James Nisco: Yep. So in September, we received $600,000 from the Australian Taxation Office. That was related to the 2022 tax year. And at the end of this year, we did have $1 million recorded as an income tax receivable. So we typically file our returns in the June, July timeframe and then receive the refund around the September timeframe. And that’ll be the expectation of about $1 million in 2024, based on the 2023 tax year. And yes, that is included in our projected capital runway.
Kemp Dolliver: That’s great. Thank you. And then with regard to Qilu, it looks like you’ve had some recent communication with them because there was some verbiage added versus last quarter regarding the timing of them advancing the program once they have data. And so I think in the past, you’ve said the next milestone from them would be in 2025. Is that still the case? And I think the estimate could be that it would be as much as $10 million.
David Mazzo: So the estimate is correct. Actually, it’s not an estimate, it’s contractual. At the beginning of Phase, when they dose the first patient in Phase 3 or in a registration trial, which is typically a Phase 3 trial, in the region, they are contractually obliged to pass a milestone of USD10 million. And to the best of our knowledge, they’ll be starting Phase 2 at the end of this quarter or early next quarter. And while we don’t know the projection of a Phase 2 timeline in China, but one could guesstimate that a typical Phase 2 program takes between 18 and 24 months. So if we’re starting now, roughly two years from now, one might expect that the milestone might become due.
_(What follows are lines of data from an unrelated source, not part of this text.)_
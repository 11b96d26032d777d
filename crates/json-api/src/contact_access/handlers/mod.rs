//! Contact Access Handlers

pub(crate) mod create;
pub(crate) mod get;
pub(crate) mod index;

#[cfg(test)]
pub(crate) mod tests {
    use jiff::Timestamp;

    use domestic_connect_app::domain::{
        contact_access::records::{ContactAccessId, ContactAccessRecord},
        identities::{ProfileId, UserId},
    };

    pub(crate) fn make_grant(id: &str, target: &str) -> ContactAccessRecord {
        ContactAccessRecord {
            id: ContactAccessId::from(id),
            user_id: UserId::from("u1"),
            target_profile_id: ProfileId::from(target),
            accessed_at: Timestamp::UNIX_EPOCH,
        }
    }
}
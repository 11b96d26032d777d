//! Package Catalog

pub(crate) mod errors;
mod handlers;

pub(crate) use handlers::*;
//! Domestic Connect contact-unlock domain and persistence modules.

pub mod auth;
pub mod context;
pub mod database;
pub mod domain;
pub mod ids;

#[cfg(test)]
mod test;
//! Purchase Handlers

pub(crate) mod create;
pub(crate) mod index;

#[cfg(test)]
pub(crate) mod tests {
    use jiff::Timestamp;
    use rust_decimal::Decimal;

    use domestic_connect_app::domain::{
        identities::UserId,
        packages::records::PackageId,
        purchases::records::{PurchaseId, PurchaseRecord, PurchaseStatus},
    };

    pub(crate) fn make_purchase(id: &str, package: &str, amount: Decimal) -> PurchaseRecord {
        PurchaseRecord {
            id: PurchaseId::from(id),
            user_id: UserId::from("u1"),
            package_id: PackageId::from(package),
            package_name: format!("Package {package}"),
            amount,
            status: PurchaseStatus::Completed,
            payment_reference: Some("MPESA123".to_string()),
            purchase_date: Timestamp::UNIX_EPOCH,
        }
    }
}
//! Domestic Connect JSON API Server

use std::process;

use salvo::{
    affix_state::inject,
    oapi::{
        OpenApi,
        security::{Http, HttpAuthScheme, SecurityScheme},
        swagger_ui::SwaggerUi,
    },
    prelude::*,
    trailing_slash::remove_slash,
};
use tracing::{error, info};

use domestic_connect_app::context::AppContext;

use crate::{config::ServerConfig, observability::Observability, state::State};

#[cfg(not(target_env = "msvc"))]
use tikv_jemallocator::Jemalloc;

#[cfg(not(target_env = "msvc"))]
#[global_allocator]
static GLOBAL: Jemalloc = Jemalloc;

mod auth;
mod config;
mod contact_access;
mod extensions;
mod healthcheck;
mod observability;
mod packages;
mod purchases;
mod router;
mod shutdown;
mod state;
#[cfg(test)]
mod test_helpers;

/// Domestic Connect JSON API Server entry point
#[tokio::main]
pub async fn main() {
    let config = ServerConfig::load().unwrap_or_else(|e| {
        #[expect(
            clippy::print_stderr,
            reason = "logging not initialized yet, must use eprintln for config errors"
        )]
        {
            eprintln!("Configuration error: {e}");
        }

        process::exit(1);
    });

    let observability = Observability::init(&config.telemetry).unwrap_or_else(|e| {
        #[expect(
            clippy::print_stderr,
            reason = "observability failed to initialize, must use eprintln"
        )]
        {
            eprintln!("Observability error: {e}");
        }

        process::exit(1);
    });

    let addr = config.http.bind_addr();

    info!("Starting server on {addr}");

    let listener = TcpListener::new(addr).bind().await;

    let app = match AppContext::from_database_url(
        &config.database.database_url,
        config.database.run_migrations,
    )
    .await
    {
        Ok(app) => app,
        Err(init_error) => {
            error!("failed to initialize app context: {init_error}");

            process::exit(1);
        }
    };

    let router = Router::new()
        .hoop(observability::RequestLogger::new(
            config.http.slow_request_threshold(),
        ))
        .hoop(CatchPanic::new())
        .hoop(remove_slash())
        .hoop(inject(State::from_app_context(app)))
        .push(router::app_router());

    let doc = OpenApi::new("Domestic Connect API", env!("CARGO_PKG_VERSION"))
        .add_security_scheme(
            "bearer_auth",
            SecurityScheme::Http(Http::new(HttpAuthScheme::Bearer)),
        )
        .merge_router(&router);

    let router = router
        .push(doc.into_router("/api-doc/openapi.json"))
        .push(SwaggerUi::new("/api-doc/openapi.json").into_router("docs"));

    let server = Server::new(listener);

    let handle = server.handle();

    tokio::spawn(async move {
        if let Err(error) = shutdown::listen(handle).await {
            error!("failed to listen for shutdown signal: {error}");
        }
    });

    server.serve(router).await;

    observability.shutdown();
}
//! Database connection management

use rust_decimal::Decimal;
use sqlx::{PgPool, Postgres, Transaction, migrate::MigrateError, postgres::PgPoolOptions};

/// Error raised by the storage layer, carried by every service's `Sql` variant.
pub use sqlx::Error as StorageError;

/// Default upper bound on pooled connections.
pub const DEFAULT_MAX_CONNECTIONS: u32 = 10;

/// SQLSTATE `string_data_right_truncation` and `numeric_value_out_of_range`.
const VALUE_TOO_LARGE_CODES: [&str; 2] = ["22001", "22003"];

/// Largest amount a `NUMERIC(12, 2)` money column holds.
#[must_use]
pub fn max_money() -> Decimal {
    Decimal::new(9_999_999_999_99, 2)
}

/// Whether Postgres rejected a value for being too long or too large for its column.
pub(crate) fn is_value_too_large(error: &sqlx::Error) -> bool {
    error
        .as_database_error()
        .and_then(|database_error| database_error.code())
        .is_some_and(|code| VALUE_TOO_LARGE_CODES.contains(&code.as_ref()))
}

#[derive(Debug, Clone)]
pub struct Db {
    pool: PgPool,
}

impl Db {
    #[must_use]
    pub fn new(pool: PgPool) -> Self {
        Self { pool }
    }

    /// Begin a transaction.
    ///
    /// Dropping the transaction without committing rolls it back.
    ///
    /// # Errors
    ///
    /// Returns an error when a connection cannot be acquired or `BEGIN` fails.
    pub async fn begin(&self) -> Result<Transaction<'static, Postgres>, sqlx::Error> {
        self.pool.begin().await
    }

    #[must_use]
    pub fn pool(&self) -> &PgPool {
        &self.pool
    }
}

/// Connect to `PostgreSQL`.
///
/// # Errors
///
/// Returns an error if the connection cannot be established.
pub async fn connect(database_url: &str) -> Result<PgPool, sqlx::Error> {
    PgPoolOptions::new()
        .max_connections(DEFAULT_MAX_CONNECTIONS)
        .connect(database_url)
        .await
}

/// Apply pending schema migrations.
///
/// # Errors
///
/// Returns an error if any migration fails to apply.
pub async fn migrate(pool: &PgPool) -> Result<(), MigrateError> {
    sqlx::migrate!("../../migrations").run(pool).await
}

#[cfg(test)]
mod tests {
    use super::*;
    use crate::test::helpers::database_error;

    #[test]
    fn oversized_value_codes_are_recognised() {
        assert!(is_value_too_large(&database_error("22001")));
        assert!(is_value_too_large(&database_error("22003")));
    }

    #[test]
    fn other_errors_are_not_oversized_values() {
        assert!(!is_value_too_large(&database_error("23505")));
        assert!(!is_value_too_large(&sqlx::Error::RowNotFound));
    }

    #[test]
    fn max_money_fits_twelve_digits() {
        assert_eq!(max_money().to_string(), "9999999999.99");
    }
}
//! Packages Repository

use jiff_sqlx::Timestamp as SqlxTimestamp;
use sqlx::{FromRow, Postgres, Row, Transaction, postgres::PgRow, query_as, query_scalar};

use crate::domain::packages::{
    data::NewPackage,
    records::{PackageId, PackageRecord},
};

const LIST_ACTIVE_PACKAGES_SQL: &str = include_str!("sql/list_active_packages.sql");
const LIST_PACKAGES_SQL: &str = include_str!("sql/list_packages.sql");
const GET_PACKAGE_SQL: &str = include_str!("sql/get_package.sql");
const CREATE_PACKAGE_SQL: &str = include_str!("sql/create_package.sql");
const SEED_PACKAGE_SQL: &str = include_str!("sql/seed_package.sql");
const SET_PACKAGE_ACTIVE_SQL: &str = include_str!("sql/set_package_active.sql");
const COUNT_PACKAGES_SQL: &str = include_str!("sql/count_packages.sql");

#[derive(Debug, Clone, Default)]
pub(crate) struct PgPackagesRepository;

impl PgPackagesRepository {
    #[must_use]
    pub(crate) fn new() -> Self {
        Self
    }

    pub(crate) async fn list_active_packages(
        &self,
        tx: &mut Transaction<'_, Postgres>,
    ) -> Result<Vec<PackageRecord>, sqlx::Error> {
        query_as::<Postgres, PackageRecord>(LIST_ACTIVE_PACKAGES_SQL)
            .fetch_all(&mut **tx)
            .await
    }

    pub(crate) async fn list_packages(
        &self,
        tx: &mut Transaction<'_, Postgres>,
    ) -> Result<Vec<PackageRecord>, sqlx::Error> {
        query_as::<Postgres, PackageRecord>(LIST_PACKAGES_SQL)
            .fetch_all(&mut **tx)
            .await
    }

    pub(crate) async fn get_package(
        &self,
        tx: &mut Transaction<'_, Postgres>,
        package: &PackageId,
    ) -> Result<PackageRecord, sqlx::Error> {
        query_as::<Postgres, PackageRecord>(GET_PACKAGE_SQL)
            .bind(package.as_str())
            .fetch_one(&mut **tx)
            .await
    }

    pub(crate) async fn create_package(
        &self,
        tx: &mut Transaction<'_, Postgres>,
        package: &NewPackage,
    ) -> Result<PackageRecord, sqlx::Error> {
        query_as::<Postgres, PackageRecord>(CREATE_PACKAGE_SQL)
            .bind(package.id.as_str())
            .bind(&package.name)
            .bind(package.description.as_deref())
            .bind(package.price)
            .bind(contacts_to_i32(package.contacts_included)?)
            .fetch_one(&mut **tx)
            .await
    }

    /// Insert unless the id is taken; `None` means the package already existed.
    pub(crate) async fn seed_package(
        &self,
        tx: &mut Transaction<'_, Postgres>,
        package: &NewPackage,
    ) -> Result<Option<PackageRecord>, sqlx::Error> {
        query_as::<Postgres, PackageRecord>(SEED_PACKAGE_SQL)
            .bind(package.id.as_str())
            .bind(&package.name)
            .bind(package.description.as_deref())
            .bind(package.price)
            .bind(contacts_to_i32(package.contacts_included)?)
            .fetch_optional(&mut **tx)
            .await
    }

    pub(crate) async fn set_package_active(
        &self,
        tx: &mut Transaction<'_, Postgres>,
        package: &PackageId,
        active: bool,
    ) -> Result<PackageRecord, sqlx::Error> {
        query_as::<Postgres, PackageRecord>(SET_PACKAGE_ACTIVE_SQL)
            .bind(package.as_str())
            .bind(active)
            .fetch_one(&mut **tx)
            .await
    }

    pub(crate) async fn count_packages(
        &self,
        tx: &mut Transaction<'_, Postgres>,
    ) -> Result<u64, sqlx::Error> {
        let count: i64 = query_scalar(COUNT_PACKAGES_SQL).fetch_one(&mut **tx).await?;

        u64::try_from(count).map_err(|e| sqlx::Error::ColumnDecode {
            index: "packages_count".to_string(),
            source: Box::new(e),
        })
    }
}

fn contacts_to_i32(contacts_included: u32) -> Result<i32, sqlx::Error> {
    i32::try_from(contacts_included).map_err(|e| sqlx::Error::Encode(Box::new(e)))
}

impl<'r> FromRow<'r, PgRow> for PackageRecord {
    fn from_row(row: &'r PgRow) -> sqlx::Result<Self> {
        let contacts_i32: i32 = row.try_get("contacts_included")?;

        let contacts_included =
            u32::try_from(contacts_i32).map_err(|e| sqlx::Error::ColumnDecode {
                index: "contacts_included".to_string(),
                source: Box::new(e),
            })?;

        Ok(Self {
            id: PackageId::new(row.try_get::<String, _>("id")?),
            name: row.try_get("name")?,
            description: row.try_get("description")?,
            price: row.try_get("price")?,
            contacts_included,
            is_active: row.try_get("is_active")?,
            created_at: row.try_get::<SqlxTimestamp, _>("created_at")?.to_jiff(),
        })
    }
}
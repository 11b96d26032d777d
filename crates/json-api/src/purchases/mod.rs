//! Purchase Ledger

pub(crate) mod errors;
mod handlers;

pub(crate) use handlers::*;
//! Purchase Records

use std::{fmt, str::FromStr};

use jiff::Timestamp;
use rust_decimal::Decimal;
use thiserror::Error;

use crate::{
    domain::{identities::UserId, packages::records::PackageId},
    ids::TypedId,
};

/// Purchase identifier
pub type PurchaseId = TypedId<PurchaseRecord>;

/// Settlement state of a purchase.
///
/// Purchases are written once; the ledger itself only ever writes `Completed`.
#[derive(Debug, Clone, Copy, PartialEq, Eq)]
pub enum PurchaseStatus {
    Completed,
    Pending,
    Failed,
}

impl PurchaseStatus {
    #[must_use]
    pub const fn as_str(self) -> &'static str {
        match self {
            Self::Completed => "completed",
            Self::Pending => "pending",
            Self::Failed => "failed",
        }
    }
}

impl fmt::Display for PurchaseStatus {
    fn fmt(&self, f: &mut fmt::Formatter<'_>) -> fmt::Result {
        f.write_str(self.as_str())
    }
}

#[derive(Debug, Error)]
#[error("unknown purchase status {0:?}")]
pub struct UnknownPurchaseStatus(pub String);

impl FromStr for PurchaseStatus {
    type Err = UnknownPurchaseStatus;

    fn from_str(value: &str) -> Result<Self, Self::Err> {
        match value {
            "completed" => Ok(Self::Completed),
            "pending" => Ok(Self::Pending),
            "failed" => Ok(Self::Failed),
            other => Err(UnknownPurchaseStatus(other.to_string())),
        }
    }
}

/// Purchase Record
#[derive(Debug, Clone, PartialEq)]
pub struct PurchaseRecord {
    pub id: PurchaseId,
    pub user_id: UserId,
    pub package_id: PackageId,

    /// Name of the purchased package, joined in for purchase history views.
    pub package_name: String,

    /// Amount actually paid; independent of the package's catalog price.
    pub amount: Decimal,
    pub status: PurchaseStatus,

    /// Opaque reference issued by the payment processor.
    pub payment_reference: Option<String>,
    pub purchase_date: Timestamp,
}

/// Ledger-wide totals.
#[derive(Debug, Clone, Copy, PartialEq, Eq)]
pub struct PurchaseSummary {
    pub total_purchases: u64,
    pub total_revenue: Decimal,
}

#[cfg(test)]
mod tests {
    use super::*;

    #[test]
    fn status_round_trips_through_text() {
        for status in [
            PurchaseStatus::Completed,
            PurchaseStatus::Pending,
            PurchaseStatus::Failed,
        ] {
            assert_eq!(status.as_str().parse::<PurchaseStatus>().ok(), Some(status));
        }
    }

    #[test]
    fn unknown_status_is_rejected() {
        assert!("refunded".parse::<PurchaseStatus>().is_err());
    }
}
//! Errors

use salvo::http::StatusError;
use tracing::error;

use domestic_connect_app::domain::packages::PackagesServiceError;

pub(crate) fn into_status_error(error: PackagesServiceError) -> StatusError {
    match error {
        PackagesServiceError::AlreadyExists => {
            StatusError::conflict().brief("Package already exists")
        }
        PackagesServiceError::InvalidInput => {
            StatusError::bad_request().brief("Invalid package payload")
        }
        PackagesServiceError::NotFound => StatusError::not_found().brief("Package not found"),
        PackagesServiceError::Sql(source) => {
            error!("package storage failure: {source}");

            StatusError::internal_server_error()
        }
    }
}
But it’s all dependent on enrollment rate and progression of the development program by Qilu in China.
Kemp Dolliver: Okay, thank you. And I’ll just press on this a little more in case they’ve indicated anything. But the CFDA has done a pretty good job of replicating many of the accelerated pathways of US, FDA. And so, have you heard from Qilu whether or not CFDA has indicated some eligibility for an accelerated pathway if the data pulled up?
David Mazzo: To our knowledge, they have, that is Qilu, has had discussions with the Chinese regulatory authorities. And I believe that their program is designed to take maximum advantage of the possibility of an accelerated approval pathway. But we have not been privy to any written. Well, we don’t read Chinese anyway, but any translated of the written communications between them that might actually codify that. But that’s what we’ve been told that they’re developing with achieving accelerated approval in mind.
Operator: Thank you. This concludes the Q&A portion. I will now turn the call back to Dr. Mazzo for closing remarks.
David Mazzo: Thank you, operator. And again, thank you all for participating in today’s call. We look forward to speaking with you again during our next quarterly conference call and to continuing to provide updates on our achievements and progress. We remain grateful for your continued interest and support. Stay well and have a good evening.
Operator: This concludes today’s conference call. Thank you for your participation. You may now disconnect. Everyone have a wonderful day.